_Description of the task_
Below are the records; copy each line in them that holds the word "ErrorBody".

[Supplied entries]

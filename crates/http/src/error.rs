// Copyright The AgentSmith-Hub Authors
// SPDX-License-Identifier: Apache-2.0

//! Maps the workspace [`cplane_core::Error`] taxonomy onto HTTP status codes, per spec §7.

use axum::http::StatusCode;
use axum::response::{IntoResponse, Response};
use axum::Json;
use cplane_core::Error;
use serde::Serialize;

/// Wraps [`cplane_core::Error`] so it can be returned directly from axum handlers.
pub struct ApiError(
    /// The underlying workspace error.
    pub Error,
);

impl From<Error> for ApiError {
    fn from(err: Error) -> Self {
        Self(err)
    }
}

#[derive(Serialize)]
struct ErrorBody {
    error: String,
}

impl IntoResponse for ApiError {
    fn into_response(self) -> Response {
        let status = match &self.0 {
            Error::Validation { .. } => StatusCode::BAD_REQUEST,
            Error::NotFound { .. } => StatusCode::NOT_FOUND,
            Error::Conflict { .. } => StatusCode::CONFLICT,
            Error::Auth => StatusCode::UNAUTHORIZED,
            Error::Sync { .. } => StatusCode::BAD_GATEWAY,
            Error::Store { .. } => StatusCode::SERVICE_UNAVAILABLE,
            Error::Lifecycle { .. } => StatusCode::INTERNAL_SERVER_ERROR,
            Error::Internal { .. } => StatusCode::INTERNAL_SERVER_ERROR,
        };
        (status, Json(ErrorBody { error: self.0.to_string() })).into_response()
    }
}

[/Supplied entries]

_Exercise answer_
struct ErrorBody {
        (status, Json(ErrorBody { error: self.0.to_string() })).into_response()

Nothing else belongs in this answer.